What you have to do:
This task is to restate all of the entries exactly.

Exercise materials:
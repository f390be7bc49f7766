//! CONSTRUCT template instantiation.

use crate::error::Result;
use crate::pipeline::SolutionStream;
use futures::stream::BoxStream;
use futures::StreamExt;
use rivulet_core::{Bindings, Term, Triple, TriplePattern};

/// Triples produced by CONSTRUCT / DESCRIBE.
pub type ConstructStream = BoxStream<'static, Result<Triple>>;

/// Instantiate the template once per solution.
///
/// Template blank nodes get a fresh identifier per solution; any
/// triple left with an unbound term, a non-IRI predicate, or a literal
/// subject is dropped.
pub fn construct_stream(source: SolutionStream, template: Vec<TriplePattern>) -> ConstructStream {
    let mut solution_index: usize = 0;
    source
        .flat_map(move |item| match item {
            Err(e) => futures::stream::iter(vec![Err(e)]).boxed(),
            Ok(mu) => {
                let index = solution_index;
                solution_index += 1;
                let triples: Vec<Result<Triple>> = template
                    .iter()
                    .filter_map(|pattern| instantiate(pattern, &mu, index))
                    .map(Ok)
                    .collect();
                futures::stream::iter(triples).boxed()
            }
        })
        .boxed()
}

fn instantiate(pattern: &TriplePattern, mu: &Bindings, index: usize) -> Option<Triple> {
    let fill = |term: &Term| -> Option<Term> {
        match term {
            Term::Variable(name) => match mu.get(name) {
                Some(value) if !value.is_unbound() && !value.is_variable() => Some(value.clone()),
                _ => None,
            },
            Term::BlankNode(id) => Some(Term::blank(format!("{id}_{index}"))),
            Term::Unbound => None,
            other => Some(other.clone()),
        }
    };
    let subject = fill(&pattern.subject)?;
    let predicate = fill(pattern.predicate.as_term()?)?;
    let object = fill(&pattern.object)?;
    if subject.is_literal() || !predicate.is_iri() {
        return None;
    }
    Some(Triple::new(subject, predicate, object))
}

/// Consume a boolean (ASK) result: true when at least one solution
/// exists.
pub async fn ask(source: SolutionStream) -> Result<bool> {
    let mut limited = crate::pipeline::limit(source, 1);
    match limited.next().await {
        Some(item) => item.map(|_| true),
        None => Ok(false),
    }
}

#[cfg(test)]
mod tests {
    use super::*;
    use crate::pipeline;
    use std::sync::Arc;

    fn mu(pairs: &[(&str, Term)]) -> Bindings {
        pairs
            .iter()
            .map(|(v, t)| (Arc::<str>::from(*v), t.clone()))
            .collect()
    }

    #[tokio::test]
    async fn test_incomplete_triples_are_dropped() {
        let template = vec![TriplePattern::new(
            Term::var("s"),
            Term::iri("urn:p"),
            Term::var("missing"),
        )];
        let source = pipeline::from_iter(vec![mu(&[("s", Term::iri("urn:a"))])]);
        let triples: Vec<_> = construct_stream(source, template).collect().await;
        assert!(triples.is_empty());
    }

    #[tokio::test]
    async fn test_blank_nodes_fresh_per_solution() {
        let template = vec![TriplePattern::new(
            Term::blank("b"),
            Term::iri("urn:p"),
            Term::var("x"),
        )];
        let source = pipeline::from_iter(vec![
            mu(&[("x", Term::integer(1))]),
            mu(&[("x", Term::integer(2))]),
        ]);
        let triples: Vec<Triple> = construct_stream(source, template)
            .collect::<Vec<_>>()
            .await
            .into_iter()
            .collect::<Result<_>>()
            .unwrap();
        assert_eq!(triples.len(), 2);
        assert_ne!(triples[0].subject, triples[1].subject);
    }
}
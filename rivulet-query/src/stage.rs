//! The stage-builder contract.
//!
//! The plan builder keeps one registered [`StageBuilder`] per pattern
//! kind and dispatches algebra nodes to them; replacing a registration
//! swaps the execution strategy for that kind.

use crate::context::ExecutionContext;
use crate::error::Result;
use crate::pipeline::SolutionStream;
use crate::planner::PlanBuilder;
use rivulet_core::Pattern;
use std::sync::Arc;

/// Builds the pipeline stage for one pattern kind.
///
/// `execute` consumes the upstream solution sequence and returns the
/// downstream one. Stages needing recursive evaluation (UNION
/// branches, OPTIONAL bodies) go back through the `planner`.
pub trait StageBuilder: Send + Sync {
    fn execute(
        &self,
        planner: &PlanBuilder,
        source: SolutionStream,
        pattern: &Pattern,
        ctx: Arc<ExecutionContext>,
    ) -> Result<SolutionStream>;
}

Worked solution:
repository f390be7bc49f7766
//! CONSTRUCT template instantiation.

use crate::error::Result;
use crate::pipeline::SolutionStream;
use futures::stream::BoxStream;
use futures::StreamExt;
use rivulet_core::{Bindings, Term, Triple, TriplePattern};

/// Triples produced by CONSTRUCT / DESCRIBE.
pub type ConstructStream = BoxStream<'static, Result<Triple>>;

/// Instantiate the template once per solution.
///
/// Template blank nodes get a fresh identifier per solution; any
/// triple left with an unbound term, a non-IRI predicate, or a literal
/// subject is dropped.
pub fn construct_stream(source: SolutionStream, template: Vec<TriplePattern>) -> ConstructStream {
    let mut solution_index: usize = 0;
    source
        .flat_map(move |item| match item {
            Err(e) => futures::stream::iter(vec![Err(e)]).boxed(),
            Ok(mu) => {
                let index = solution_index;
                solution_index += 1;
                let triples: Vec<Result<Triple>> = template
                    .iter()
                    .filter_map(|pattern| instantiate(pattern, &mu, index))
                    .map(Ok)
                    .collect();
                futures::stream::iter(triples).boxed()
            }
        })
        .boxed()
}

fn instantiate(pattern: &TriplePattern, mu: &Bindings, index: usize) -> Option<Triple> {
    let fill = |term: &Term| -> Option<Term> {
        match term {
            Term::Variable(name) => match mu.get(name) {
                Some(value) if !value.is_unbound() && !value.is_variable() => Some(value.clone()),
                _ => None,
            },
            Term::BlankNode(id) => Some(Term::blank(format!("{id}_{index}"))),
            Term::Unbound => None,
            other => Some(other.clone()),
        }
    };
    let subject = fill(&pattern.subject)?;
    let predicate = fill(pattern.predicate.as_term()?)?;
    let object = fill(&pattern.object)?;
    if subject.is_literal() || !predicate.is_iri() {
        return None;
    }
    Some(Triple::new(subject, predicate, object))
}

/// Consume a boolean (ASK) result: true when at least one solution
/// exists.
pub async fn ask(source: SolutionStream) -> Result<bool> {
    let mut limited = crate::pipeline::limit(source, 1);
    match limited.next().await {
        Some(item) => item.map(|_| true),
        None => Ok(false),
    }
}

#[cfg(test)]
mod tests {
    use super::*;
    use crate::pipeline;
    use std::sync::Arc;

    fn mu(pairs: &[(&str, Term)]) -> Bindings {
        pairs
            .iter()
            .map(|(v, t)| (Arc::<str>::from(*v), t.clone()))
            .collect()
    }

    #[tokio::test]
    async fn test_incomplete_triples_are_dropped() {
        let template = vec![TriplePattern::new(
            Term::var("s"),
            Term::iri("urn:p"),
            Term::var("missing"),
        )];
        let source = pipeline::from_iter(vec![mu(&[("s", Term::iri("urn:a"))])]);
        let triples: Vec<_> = construct_stream(source, template).collect().await;
        assert!(triples.is_empty());
    }

    #[tokio::test]
    async fn test_blank_nodes_fresh_per_solution() {
        let template = vec![TriplePattern::new(
            Term::blank("b"),
            Term::iri("urn:p"),
            Term::var("x"),
        )];
        let source = pipeline::from_iter(vec![
            mu(&[("x", Term::integer(1))]),
            mu(&[("x", Term::integer(2))]),
        ]);
        let triples: Vec<Triple> = construct_stream(source, template)
            .collect::<Vec<_>>()
            .await
            .into_iter()
            .collect::<Result<_>>()
            .unwrap();
        assert_eq!(triples.len(), 2);
        assert_ne!(triples[0].subject, triples[1].subject);
    }
}
filename rivulet-query/src/stage.rs
//! The stage-builder contract.
//!
//! The plan builder keeps one registered [`StageBuilder`] per pattern
//! kind and dispatches algebra nodes to them; replacing a registration
//! swaps the execution strategy for that kind.

use crate::context::ExecutionContext;
use crate::error::Result;
use crate::pipeline::SolutionStream;
use crate::planner::PlanBuilder;
use rivulet_core::Pattern;
use std::sync::Arc;

/// Builds the pipeline stage for one pattern kind.
///
/// `execute` consumes the upstream solution sequence and returns the
/// downstream one. Stages needing recursive evaluation (UNION
/// branches, OPTIONAL bodies) go back through the `planner`.
pub trait StageBuilder: Send + Sync {
    fn execute(
        &self,
        planner: &PlanBuilder,
        source: SolutionStream,
        pattern: &Pattern,
        ctx: Arc<ExecutionContext>,
    ) -> Result<SolutionStream>;
}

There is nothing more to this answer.